Esta denúncia minuciosa sublinha a complexidade dos atos e reforça a necessidade de um julgamento conduzido pelo STF. Além dos cidadãos comuns que participaram ativamente nos atos de depredação, o rol de investigados em razão das distintas categorias apresentadas pela PGR se estende a figuras notáveis, incluindo autoridades militares e parlamentares, que supostamente desempenharam papéis cruciais, seja na execução direta ou como mentores intelectuais dos delitos.
Entre os nomes citados nas investigações estão os parlamentares André Fernandes (PL-CE – Inq 4.919), Sílvia Waiãpi (PL-AP – Inq 4.918) e Clarissa Tércio (PP-PE – Inq 4.917), que agora encontram-se sob escrutínio rigoroso por suas alegadas participações nos eventos perturbadores que marcaram aquele dia.
A Constituição, em seu artigo 102, estabelece que o STF é o órgão competente para julgar membros do Congresso que possuem foro por prerrogativa de função. O dispositivo reitera a função do STF como guardião da Constituição, sendo responsável por julgar infrações penais comuns cometidas por altas autoridades do país, incluindo membros do Congresso implicados nos atos de 8 de janeiro.
No entanto, a competência do STF estende-se além do julgamento de autoridades com foro por prerrogativa de função. Os artigos 76 e 77 do Código de Processo Penal estabelecem que a competência do STF neste caso deve ser determinada pelos princípios da conexão e continência, atraindo para sua jurisdição réus comuns que estiveram envolvidos em infrações simultâneas ou em concurso com autoridades com foro privilegiado. A regra garante um julgamento unificado e coerente, evitando a dispersão do processo por várias instâncias judiciais e garantindo que todos os envolvidos sejam julgados equitativamente.
Ademais, a Súmula 704 da corte buscou pacificar a questão, afirmando que não viola as garantias do juiz natural, da ampla defesa e do devido processo legal a atração por continência ou conexão do processo do corréu ao foro por prerrogativa de função de um dos denunciados. Eventual separação dos processos e consequente declinação do julgamento a outra instância deve ser analisada pelo Supremo Tribunal, com base no artigo 80 do CPP. Tratando-se de delitos praticados em concurso de agente, não havendo motivo relevante, o desmembramento não se justifica. — Inq 2.688, relatora ministra Cármen Lúcia, red.p/ o ac. ministro Gilmar Mendes, 2ª T, j. 2-12-2014, DJE 29 de 12-2-2015.

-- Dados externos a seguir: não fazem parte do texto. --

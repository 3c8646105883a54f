use crate::formula::{BinaryOp, EvalError, Expr, FormulaError, FunctionName, parse_formula};
use crate::leveling::{LevelError, LevelManager, LevelReport};
use crate::parameter::Parameter;
use crate::references::ReferenceScanner;
use crate::units::Unit;
use log::{debug, info};
use serde::Serialize;
use std::collections::{BTreeMap, BTreeSet};
use thiserror::Error;

#[derive(Error, Debug, Clone, PartialEq)]
pub enum CalcError {
    #[error(transparent)]
    Level(#[from] LevelError),

    #[error("formula for {name}: {source}")]
    Formula {
        name: String,
        #[source]
        source: FormulaError,
    },

    #[error("evaluating {name}: {source}")]
    Evaluation {
        name: String,
        #[source]
        source: EvalError,
    },

    #[error("unknown target: {0}")]
    UnknownTarget(String),
}

/// Values produced by a calculation run.
#[derive(Clone, Debug, Default, Serialize, PartialEq)]
pub struct Evaluation {
    /// Every parameter that received a value, inputs included.
    pub values: BTreeMap<String, f64>,
    /// Declared or inferred unit per parameter.
    pub units: BTreeMap<String, String>,
    /// Formula parameters in the order they were evaluated.
    pub order: Vec<String>,
    pub levels: BTreeMap<String, u32>,
}

impl Evaluation {
    pub fn get(&self, name: &str) -> Option<f64> {
        self.values.get(name).copied()
    }

    /// Values for the requested targets, in request order.
    pub fn targets(&self, targets: &[String]) -> Result<Vec<f64>, CalcError> {
        targets
            .iter()
            .map(|t| {
                self.get(t)
                    .ok_or_else(|| CalcError::UnknownTarget(t.clone()))
            })
            .collect()
    }
}

/// Evaluates formula parameters in level order.
#[derive(Clone, Debug)]
pub struct Calculator {
    parameters: Vec<Parameter>,
    inputs: BTreeMap<String, f64>,
    levels: LevelManager,
}

// Placeholder identifier for the parameter at `index` of the leveled list.
// Padded so text around the name cannot run into the slot.
fn slot_name(index: usize) -> String {
    format!(" __p{} ", index)
}

fn slot_index(ident: &str) -> Option<usize> {
    ident.trim().strip_prefix("__p")?.parse().ok()
}

// Replaces every parameter name with its slot. Built-in function names used
// as calls stay as they are.
fn slot_formula(formula: &str, scanner: &ReferenceScanner<'_>, names: &[&str]) -> String {
    let mut occurrences = scanner.occurrences(formula);
    occurrences.sort_by_key(|r| r.span.start);

    let mut out = String::with_capacity(formula.len() + 8 * occurrences.len());
    let mut cursor = 0;
    for reference in occurrences {
        if reference.is_call(formula) {
            continue;
        }
        let Some(index) = names.iter().position(|n| *n == reference.name) else {
            continue;
        };
        out.push_str(&formula[cursor..reference.span.start]);
        out.push_str(&slot_name(index));
        cursor = reference.span.end;
    }
    out.push_str(&formula[cursor..]);
    out
}

impl Calculator {
    pub fn new(parameters: Vec<Parameter>, inputs: BTreeMap<String, f64>) -> Self {
        Calculator {
            parameters,
            inputs,
            levels: LevelManager::new(),
        }
    }

    pub fn with_level_manager(mut self, levels: LevelManager) -> Self {
        self.levels = levels;
        self
    }

    /// Evaluates every formula parameter.
    pub fn evaluate_all(&self) -> Result<Evaluation, CalcError> {
        self.evaluate(&[])
    }

    /// Evaluates the formulas the targets depend on.
    ///
    /// # Arguments
    /// * `targets` - Parameter names to compute; an empty slice means every formula
    ///
    /// # Returns
    /// * `Ok(Evaluation)` - Values, units and levels of everything computed
    /// * `Err(CalcError)` - Leveling failed, a formula did not parse or evaluate,
    ///   or a target is not a parameter
    ///
    /// # Examples
    /// ```
    /// use std::collections::BTreeMap;
    /// use valuecalc::{Calculator, Parameter};
    ///
    /// let params = vec![
    ///     Parameter::input("Load", 500.0).with_unit("kW"),
    ///     Parameter::formula("Peak", "Load * 1.2"),
    /// ];
    /// let evaluation = Calculator::new(params, BTreeMap::new())
    ///     .evaluate(&["Peak".to_string()])
    ///     .unwrap();
    /// assert_eq!(evaluation.get("Peak"), Some(600.0));
    /// assert_eq!(evaluation.units["Peak"], "kW");
    /// ```
    pub fn evaluate(&self, targets: &[String]) -> Result<Evaluation, CalcError> {
        let report = self.levels.level(self.parameters.clone())?;
        let params = &report.parameters;

        let needed = needed_formulas(&report, targets)?;
        let names: Vec<&str> = params.iter().map(|p| p.name.as_str()).collect();
        let scanner = ReferenceScanner::new(names.iter().copied());

        let mut values: Vec<Option<f64>> = params
            .iter()
            .map(|p| {
                if p.is_formula() {
                    None
                } else {
                    self.input_value(p)
                }
            })
            .collect();
        let mut units: Vec<Option<String>> = params.iter().map(|p| p.unit.clone()).collect();
        let mut dims: Vec<Option<Unit>> = params
            .iter()
            .map(|p| p.unit.as_deref().and_then(Unit::parse))
            .collect();
        let mut order = Vec::new();

        for (i, param) in params.iter().enumerate() {
            let formula = match (&param.formula, param.is_formula()) {
                (Some(formula), true) if needed.contains(param.name.as_str()) => formula,
                _ => continue,
            };
            let rewritten = slot_formula(formula, &scanner, &names);
            let expr = parse_formula(&rewritten).map_err(|source| CalcError::Formula {
                name: param.name.clone(),
                source: restore_formula_names(source, &names),
            })?;

            let result = {
                let lookup = |ident: &str| match slot_index(ident) {
                    Some(j) => values.get(j).copied().flatten(),
                    None => self.inputs.get(ident).copied(),
                };
                expr.evaluate(&lookup)
            }
            .map_err(|source| CalcError::Evaluation {
                name: param.name.clone(),
                source: restore_eval_names(source, &names),
            })?;

            if !result.is_finite() {
                return Err(CalcError::Evaluation {
                    name: param.name.clone(),
                    source: EvalError::NonFinite(param.name.clone()),
                });
            }
            debug!("{} = {} (level {})", param.name, result, param.level);
            values[i] = Some(result);
            if units[i].is_none() {
                dims[i] = infer_unit(&expr, &dims);
                units[i] = dims[i].as_ref().map(Unit::to_string);
            }
            order.push(param.name.clone());
        }
        info!(
            "evaluated {} formulas across {} levels",
            order.len(),
            report.max_level()
        );

        let mut evaluation = Evaluation {
            order,
            ..Evaluation::default()
        };
        for (i, param) in params.iter().enumerate() {
            if let Some(value) = values[i] {
                evaluation.values.insert(param.name.clone(), value);
            }
            if let Some(unit) = &units[i] {
                evaluation.units.insert(param.name.clone(), unit.clone());
            }
            evaluation.levels.insert(param.name.clone(), param.level);
        }
        Ok(evaluation)
    }

    // Explicit inputs win over the parameter's stored value.
    fn input_value(&self, param: &Parameter) -> Option<f64> {
        self.inputs
            .get(&param.name)
            .or_else(|| {
                let lowered = param.name.to_lowercase();
                self.inputs
                    .iter()
                    .find(|(k, _)| k.to_lowercase() == lowered)
                    .map(|(_, v)| v)
            })
            .copied()
            .or(param.value)
    }
}

// Names of the formulas the targets depend on, targets included.
fn needed_formulas<'r>(
    report: &'r LevelReport,
    targets: &[String],
) -> Result<BTreeSet<&'r str>, CalcError> {
    if targets.is_empty() {
        return Ok(report
            .parameters
            .iter()
            .filter(|p| p.is_formula())
            .map(|p| p.name.as_str())
            .collect());
    }

    let mut needed = BTreeSet::new();
    let mut stack: Vec<&str> = Vec::new();
    for target in targets {
        let param = report
            .parameters
            .iter()
            .find(|p| p.name == *target)
            .ok_or_else(|| CalcError::UnknownTarget(target.clone()))?;
        stack.push(param.name.as_str());
    }
    while let Some(name) = stack.pop() {
        if !needed.insert(name) {
            continue;
        }
        if let Some(deps) = report.dependencies.get(name) {
            stack.extend(deps.iter().map(String::as_str));
        }
    }
    Ok(needed)
}

// Slot identifiers back to the parameter names they stand for.
fn restore_name(ident: String, names: &[&str]) -> String {
    slot_index(&ident)
        .and_then(|i| names.get(i))
        .map(|n| n.to_string())
        .unwrap_or(ident)
}

fn restore_eval_names(err: EvalError, names: &[&str]) -> EvalError {
    match err {
        EvalError::UndefinedVariable(ident) => {
            EvalError::UndefinedVariable(restore_name(ident, names))
        }
        other => other,
    }
}

fn restore_formula_names(err: FormulaError, names: &[&str]) -> FormulaError {
    match err {
        FormulaError::UnexpectedToken { found, position } => FormulaError::UnexpectedToken {
            found: restore_name(found, names),
            position,
        },
        FormulaError::UnknownFunction { name, position } => FormulaError::UnknownFunction {
            name: restore_name(name, names),
            position,
        },
        other => other,
    }
}

// Units that cannot be combined, such as kW + h.
struct Conflict;

/// Unit of a formula's result, derived from the units of what it references.
///
/// Products and quotients compose units; sums and the aggregate functions
/// need matching ones. Any mismatch leaves the result without a unit.
fn infer_unit(expr: &Expr, units: &[Option<Unit>]) -> Option<Unit> {
    unit_of(expr, units)
        .ok()
        .flatten()
        .filter(|u| !u.is_dimensionless())
}

fn unit_of(expr: &Expr, units: &[Option<Unit>]) -> Result<Option<Unit>, Conflict> {
    match expr {
        Expr::Number(_) => Ok(None),
        Expr::Variable(ident) => Ok(slot_index(ident).and_then(|j| units.get(j).cloned().flatten())),
        Expr::Unary { operand, .. } => unit_of(operand, units),
        Expr::Binary { op, lhs, rhs } => {
            let left = unit_of(lhs, units)?;
            match op {
                BinaryOp::Add | BinaryOp::Subtract => matching(left, unit_of(rhs, units)?),
                BinaryOp::Multiply => Ok(match (left, unit_of(rhs, units)?) {
                    (Some(a), Some(b)) => Some(a.multiply(&b)),
                    (a, b) => a.or(b),
                }),
                BinaryOp::Divide => Ok(match (left, unit_of(rhs, units)?) {
                    (Some(a), Some(b)) => Some(a.divide(&b)),
                    (None, Some(b)) => Some(b.powi(-1)),
                    (a, None) => a,
                }),
                BinaryOp::Power => match (left, rhs.as_ref()) {
                    (None, _) => Ok(None),
                    (Some(base), Expr::Number(n)) if n.fract() == 0.0 => {
                        Ok(Some(base.powi(*n as i32)))
                    }
                    (Some(_), _) => Err(Conflict),
                },
            }
        }
        Expr::Call { function, args } => match function {
            FunctionName::Sqrt => match args.first().map(|a| unit_of(a, units)).transpose()? {
                Some(Some(u)) => u.sqrt().map(Some).ok_or(Conflict),
                _ => Ok(None),
            },
            _ => args
                .iter()
                .try_fold(None, |acc, arg| matching(acc, unit_of(arg, units)?)),
        },
    }
}

fn matching(a: Option<Unit>, b: Option<Unit>) -> Result<Option<Unit>, Conflict> {
    match (a, b) {
        (Some(a), Some(b)) if a != b => Err(Conflict),
        (a, b) => Ok(a.or(b)),
    }
}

Finalmente, é crucial destacar que o STF possui competência para julgar até mesmo crimes militares relacionados aos atos de 8 de janeiro. Conforme destacado pelo ministro Celso de Mello em importante precedente da corte, “O foro especial da Justiça Militar da União não existe para os crimes dos militares, mas, sim, para os delitos militares, tout court. E o crime militar, comissível por agente militar ou, até mesmo, por civil, só existe quando o autor procede e atua nas circunstâncias taxativamente referidas pelo artigo 9º do Código Penal Militar, que prevê a possibilidade jurídica de configuração de delito castrense eventualmente praticado por civil, mesmo em tempo de paz”. Celso de Mello (HC 106.171, 2ª Turma, 1º de março de 2011).
Inexiste, portanto, competência da Justiça Militar da União para processar e julgar militares das Forças Armadas ou dos Estados pela prática dos crimes ocorridos em 08 de janeiro, notadamente os crimes previstos nos artigos 2º, 3º, 5º e 6º (atos terroristas, inclusive preparatórios) da Lei 13.260/16, e nos artigos 147 (ameaça), 147-A, §1º, III, (perseguição), 163 (dano), artigo 286 (incitação ao crime), artigo 250, §1 º, inciso I, alínea ”b” (incêndio majorado), 288, parágrafo único (associação criminosa armada), 359-L (abolição violenta do Estado Democrático de Direito), 359-M (golpe de Estado), todos do Código Penal, cujos inquéritos tramitam nesse Supremo Tribunal Federal a pedido da Procuradoria Geral da República.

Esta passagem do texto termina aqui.